If your organization has deployed Cisco's Secure Endpoint product, you can integrate that application with Firepower to achieve the benefits described in Benefits of Integrating Firepower and AMP for Endpoints.

When you integrate with Secure Endpoint, you must configure the Secure Endpoint connection even if you already have malware defense (AMP for Firepower) connections configured. You can configure multiple Secure Endpoint cloud connections.

Note

The Secure Endpoint connections that have not registered successfully does not affect malware defense.

Before you begin

  • You must be an Admin user to perform this task.

  • If your deployment uses Cisco AMP Private Cloud, see limitations at AMP for Endpoints and AMP Private Cloud.

  • Secure Endpoint must be set up and working properly on your network.

  • The management center must have direct access to the Internet.

  • Make sure your management center and Secure Endpoint can communicate with each other. See the topics under Security, Internet Access, and Communication Ports.

  • If you are connecting to the AMP cloud after either restoring your Secure Firewall Management Center to factory defaults or reverting to a previous version, use the AMP for Endpoints management console to remove the previous connection.

  • You will need your Secure Endpoint credentials to log in to the Secure Endpoint console during this procedure.

Procedure

Step 1

Choose Integration > AMP > AMP Management.

Step 2

Click Add AMP Cloud Connection.

Step 3

From the Cloud Name drop-down list, choose the cloud you want to use:

  • The AMP cloud closest to the geographical location of your Secure Firewall Management Center.

    APJC is Asia/Pacific/Japan/China.

Step 4

If you want to use this cloud for both malware defense and Secure Endpoint, select the Use for AMP for Firepower check box.

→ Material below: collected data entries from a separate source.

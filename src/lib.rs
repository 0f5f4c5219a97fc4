//! Drug gene set analysis with MAGMA and enrichment testing of drug categories
//!
//! The crate has two parts:
//!
//! - the orchestration of a MAGMA competitive gene set analysis on precomputed
//!   drug gene sets ([`Analysis`], [`config`], [`magma`])
//! - the enrichment analysis of drug categories (ATC codes, mechanism of action,
//!   clinical indication) within the results of the individual drug gene sets
//!   ([`stats::category`])
//!
//! # Examples
//!
//! ```
//! use drugsets::{CategoryScheme, DrugMetadata};
//! use drugsets::parser::gsa::AssociationResult;
//! use drugsets::stats::category::category_enrichment;
//!
//! let results = vec![
//!     AssociationResult::new("drugA", 0.01),
//!     AssociationResult::new("drugB", 0.5),
//!     AssociationResult::new("drugC", 0.001),
//! ];
//!
//! let mut metadata = DrugMetadata::default();
//! metadata.add_drug("drugA", &[], Some("X"), None);
//! metadata.add_drug("drugB", &[], Some("Y"), None);
//! metadata.add_drug("drugC", &[], Some("X"), None);
//!
//! let enrichment = category_enrichment(&results, &metadata, CategoryScheme::Moa, 1).unwrap();
//! assert_eq!(enrichment.all().len(), 2);
//! assert_eq!(enrichment.all()[0].group(), "X");
//! ```
use core::fmt::Debug;
use std::num::ParseFloatError;
use std::path::PathBuf;

use thiserror::Error;

pub mod analysis;
pub mod annotations;
pub mod config;
pub mod magma;
pub mod parser;
pub mod process;
pub mod regression;
pub mod stats;

pub use analysis::Analysis;
pub use annotations::{Drug, DrugMetadata};
pub use config::{CategoryScheme, Config, DrugSets, EnrichGroup, GeneNaming, Layout};
pub use stats::Enrichment;

/// Significance level that is divided by the number of tested
/// categories to obtain the Bonferroni threshold
pub const ALPHA: f64 = 0.05;

/// Default and minimum number of genes in a drug gene set
pub const DEFAULT_SET_SIZE: usize = 2;

/// Default minimum number of drugs in a category to be tested for enrichment
pub const DEFAULT_NSIZE: usize = 5;

/// Main Error type for this crate
#[derive(Error, Debug)]
#[non_exhaustive]
pub enum DrugsetError {
    /// Command line input does not have the expected shape
    #[error("invalid input: {0}")]
    InvalidInput(String),
    /// A reference data file is not present
    #[error("required file does not exist: {}", .0.display())]
    MissingFile(PathBuf),
    /// Unable to open a file
    #[error("cannot open file {0}")]
    CannotOpenFile(String),
    /// A line of an input file could not be parsed
    #[error("unable to parse line {line} of {file}: {reason}")]
    ParseError {
        file: String,
        line: usize,
        reason: String,
    },
    /// Failed to parse a float
    #[error("unable to parse float")]
    ParseFloatError,
    /// An external program could not be started or exited with an error
    #[error("{program} failed: {reason}")]
    ExternalProcess { program: String, reason: String },
    /// No drug category has enough members to be tested
    #[error("no drug categories have a sample size of at least {0}. Please try again with a lower value for \"--nsize\"")]
    NoCategories(usize),
    /// Enrichment was requested for drug sets other than individual drugs
    #[error("to test for enrichment \"--drugsets\" must be set to \"solo\" (got \"{0}\")")]
    SchemeMismatch(String),
    /// Any other IO error while reading or writing
    #[error("io error: {0}")]
    Io(#[from] std::io::Error),
    /// Error while reading or writing CSV/TSV data
    #[error("csv error: {0}")]
    Csv(#[from] csv::Error),
}

impl From<ParseFloatError> for DrugsetError {
    fn from(_: ParseFloatError) -> Self {
        DrugsetError::ParseFloatError
    }
}

/// Shortcut for `Result<T, DrugsetError>`
pub type DrugsetResult<T> = Result<T, DrugsetError>;

/// We have to frequently do divisions starting with usize values
/// and need to return f64 values. To ensure some kind of safety
/// we use this method to panic in case of overflows.
fn f64_from_usize(n: usize) -> f64 {
    let intermediate: u32 = n
        .try_into()
        .expect("cannot safely create f64 from large usize");
    intermediate.into()
}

If you configured a different cloud to handle malware defense (AMP for Firepower) communications, you can clear this check box; if this is your only AMP cloud connection, you cannot.

Step 5

Click Register.

A spinning state icon indicates that a connection is pending, for example, after you configure a connection on the Secure Firewall Management Center, but before you authorize it using the Secure Endpoint management console. A Denied (denied icon) indicates that the cloud denied the connection or the connection failed for another reason.

Step 6

Confirm that you want to continue to the Secure Endpoint management console, then log into the management console.

Step 7

Using the management console, authorize the AMP cloud to send Secure Endpoint data to management center.

Step 8

If you want to restrict the data that the management center receives, select specific groups within your organization for which you want to receive information.

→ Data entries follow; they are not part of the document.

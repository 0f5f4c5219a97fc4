//! Parsing the files exchanged with MAGMA
//!
//! - [`gsa`]: results of the competitive gene set analysis (`.gsa.out`)
//! - [`geneset`]: gene set annotation files handed to MAGMA

pub mod geneset;
pub mod gsa;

By default, the AMP cloud sends data for all groups. To manage groups, choose Management > Groups on the Secure Endpoint management console. For detailed information, see the management console online help.

Step 9

Click Allow to enable the connection and start the transfer of data.

Clicking Deny returns you to the Secure Firewall Management Center, where the connection is marked as denied. If you navigate away from the Applications page on the Secure Endpoint management console, and neither deny nor allow the connection, the connection is marked as pending on the Secure Firewall Management Center’s web interface. The health monitor does not alert you of a failed connection in either of these situations. If you want to connect to the AMP cloud later, delete the failed or pending connection, then recreate it.

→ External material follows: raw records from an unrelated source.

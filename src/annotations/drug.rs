use std::collections::HashMap;
use std::path::Path;

use serde::Deserialize;
use smallvec::SmallVec;
use tracing::{debug, warn};

use crate::config::CategoryScheme;
use crate::{DrugsetError, DrugsetResult};

/// ATC level 3 codes of a single drug
///
/// Most drugs have one or two codes, so they are stored inline
pub type AtcCodes = SmallVec<[String; 2]>;

/// Separator of multiple ATC codes within one field of the metadata table
const ATC_SEPARATOR: char = ';';

/// A single drug
///
/// A drug has a unique name and belongs to zero or more
/// categories of each [`CategoryScheme`]
#[derive(Default, Debug, Clone, PartialEq, Eq)]
pub struct Drug {
    name: String,
    atc: AtcCodes,
    moa: Option<String>,
    ind: Option<String>,
}

impl Drug {
    /// Initializes a new drug without any categories
    pub fn new(name: &str) -> Drug {
        Drug {
            name: name.to_string(),
            ..Default::default()
        }
    }

    /// The name of the drug
    pub fn name(&self) -> &str {
        &self.name
    }

    /// ATC level 3 codes
    pub fn atc(&self) -> &[String] {
        &self.atc
    }

    /// Mechanism of action
    pub fn moa(&self) -> Option<&str> {
        self.moa.as_deref()
    }

    /// Clinical indication
    pub fn ind(&self) -> Option<&str> {
        self.ind.as_deref()
    }

    /// Returns all categories of the drug within the given `scheme`
    ///
    /// # Examples
    ///
    /// ```
    /// use drugsets::{CategoryScheme, DrugMetadata};
    ///
    /// let mut metadata = DrugMetadata::default();
    /// metadata.add_drug("metformin", &["A10B"], None, Some("diabetes"));
    ///
    /// let drug = metadata.get("metformin").unwrap();
    /// assert_eq!(drug.categories(CategoryScheme::Atc), vec!["A10B"]);
    /// assert!(drug.categories(CategoryScheme::Moa).is_empty());
    /// assert_eq!(drug.categories(CategoryScheme::Ind), vec!["diabetes"]);
    /// ```
    pub fn categories(&self, scheme: CategoryScheme) -> Vec<&str> {
        match scheme {
            CategoryScheme::Atc => self.atc.iter().map(String::as_str).collect(),
            CategoryScheme::Moa => self.moa.iter().map(String::as_str).collect(),
            CategoryScheme::Ind => self.ind.iter().map(String::as_str).collect(),
        }
    }
}

/// One row of the drug metadata table
#[derive(Debug, Deserialize)]
struct MetadataRecord {
    #[serde(rename = "DRUG")]
    drug: String,
    #[serde(rename = "ATC3", default)]
    atc: Option<String>,
    #[serde(rename = "MOA", default)]
    moa: Option<String>,
    #[serde(rename = "IND", default)]
    ind: Option<String>,
}

fn non_empty(field: Option<String>) -> Option<String> {
    field
        .map(|value| value.trim().to_string())
        .filter(|value| !value.is_empty() && value != "NA")
}

/// The metadata of all drugs, indexed by drug name
#[derive(Default, Debug)]
pub struct DrugMetadata {
    drugs: HashMap<String, Drug>,
}

impl DrugMetadata {
    /// Reads the drug metadata from a tab-separated file
    ///
    /// The file must have a header with the columns `DRUG`, `ATC3`, `MOA`
    /// and `IND`. Multiple ATC codes are separated by `;`; empty fields
    /// (or `NA`) mean that the drug does not belong to any category.
    ///
    /// ```text
    /// DRUG        ATC3        MOA                     IND
    /// metformin   A10B        AMPK activator          type 2 diabetes
    /// aspirin     B01A;N02B   cyclooxygenase inhibitor pain
    /// ```
    ///
    /// # Errors
    ///
    /// - [`DrugsetError::CannotOpenFile`]: The file is not present or can't be opened
    /// - [`DrugsetError::Csv`]: A row does not match the expected columns
    pub fn from_file<P: AsRef<Path>>(file: P) -> DrugsetResult<Self> {
        let filename = file.as_ref().display().to_string();
        let mut reader = csv::ReaderBuilder::new()
            .delimiter(b'\t')
            .flexible(true)
            .from_path(file)
            .map_err(|_| DrugsetError::CannotOpenFile(filename.clone()))?;
        Self::from_records(reader.deserialize(), &filename)
    }

    /// Reads the drug metadata from any tab-separated reader
    ///
    /// See [`DrugMetadata::from_file`] for the expected format
    ///
    /// # Errors
    ///
    /// [`DrugsetError::Csv`]: A row does not match the expected columns
    pub fn from_reader<R: std::io::Read>(reader: R) -> DrugsetResult<Self> {
        let mut reader = csv::ReaderBuilder::new()
            .delimiter(b'\t')
            .flexible(true)
            .from_reader(reader);
        Self::from_records(reader.deserialize(), "reader")
    }

    fn from_records<I>(records: I, source: &str) -> DrugsetResult<Self>
    where
        I: Iterator<Item = Result<MetadataRecord, csv::Error>>,
    {
        let mut metadata = DrugMetadata::default();
        for record in records {
            let record = record?;
            let atc: Vec<String> = non_empty(record.atc)
                .map(|codes| {
                    codes
                        .split(ATC_SEPARATOR)
                        .map(str::trim)
                        .filter(|code| !code.is_empty())
                        .map(str::to_string)
                        .collect()
                })
                .unwrap_or_default();
            let drug = Drug {
                name: record.drug.trim().to_string(),
                atc: atc.into_iter().collect(),
                moa: non_empty(record.moa),
                ind: non_empty(record.ind),
            };
            metadata.insert(drug);
        }
        debug!("Read {} drugs from {}", metadata.len(), source);
        Ok(metadata)
    }

    /// Adds a new drug with its categories
    ///
    /// Duplicate ATC codes are only added once. If the drug is already
    /// present, it is replaced.
    pub fn add_drug(&mut self, name: &str, atc: &[&str], moa: Option<&str>, ind: Option<&str>) {
        self.insert(Drug {
            name: name.to_string(),
            atc: atc.iter().map(|code| (*code).to_string()).collect(),
            moa: moa.map(str::to_string),
            ind: ind.map(str::to_string),
        });
    }

    fn insert(&mut self, mut drug: Drug) {
        let mut seen = AtcCodes::new();
        for code in drug.atc.drain(..) {
            if !seen.contains(&code) {
                seen.push(code);
            }
        }
        drug.atc = seen;
        if let Some(previous) = self.drugs.insert(drug.name.clone(), drug) {
            warn!("Drug {} is listed more than once", previous.name);
        }
    }

    /// Returns the drug with the given name
    pub fn get(&self, name: &str) -> Option<&Drug> {
        self.drugs.get(name)
    }

    /// The number of drugs
    pub fn len(&self) -> usize {
        self.drugs.len()
    }

    /// Returns `true` if there are no drugs
    pub fn is_empty(&self) -> bool {
        self.drugs.is_empty()
    }

    /// Iterates all drugs in arbitrary order
    pub fn iter(&self) -> impl Iterator<Item = &Drug> {
        self.drugs.values()
    }
}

Incomplete registration of the Secure Endpoint connection does not disable the malware defense connection.

Step 10

To verify that the connection is correctly configured:

  1. On the Integration > AMP > AMP Management page, click the Cloud Name that includes AMP for Endpoints in the Cisco AMP Solution Type column.

  2. In the AMP for Endpoints console window that displays, choose Accounts > Applications.

  3. Verify that your management center is on the list.

  4. In the AMP for Endpoints console window, choose Manage > Computers.

  5. Verify that your management center is on the list.

What to do next

  • In the AMP for Endpoints console window, configure settings as needed. For example, define group membership for your management center and assign policies. For information, see the AMP for Endpoints online help or other documentation.

  • In high availability configurations, you must configure AMP cloud connections independently on the Active and Standby instances of the Firepower Management Center; these configurations are not synchronized.

  • The default health policy warns you if the management center cannot connect to the AMP for Endpoints portal after an initial successful connection, or if the connection is deregistered using the AMP portal.

    Verify that the AMP for Endpoints Status monitor is enabled under System > Health > Policy.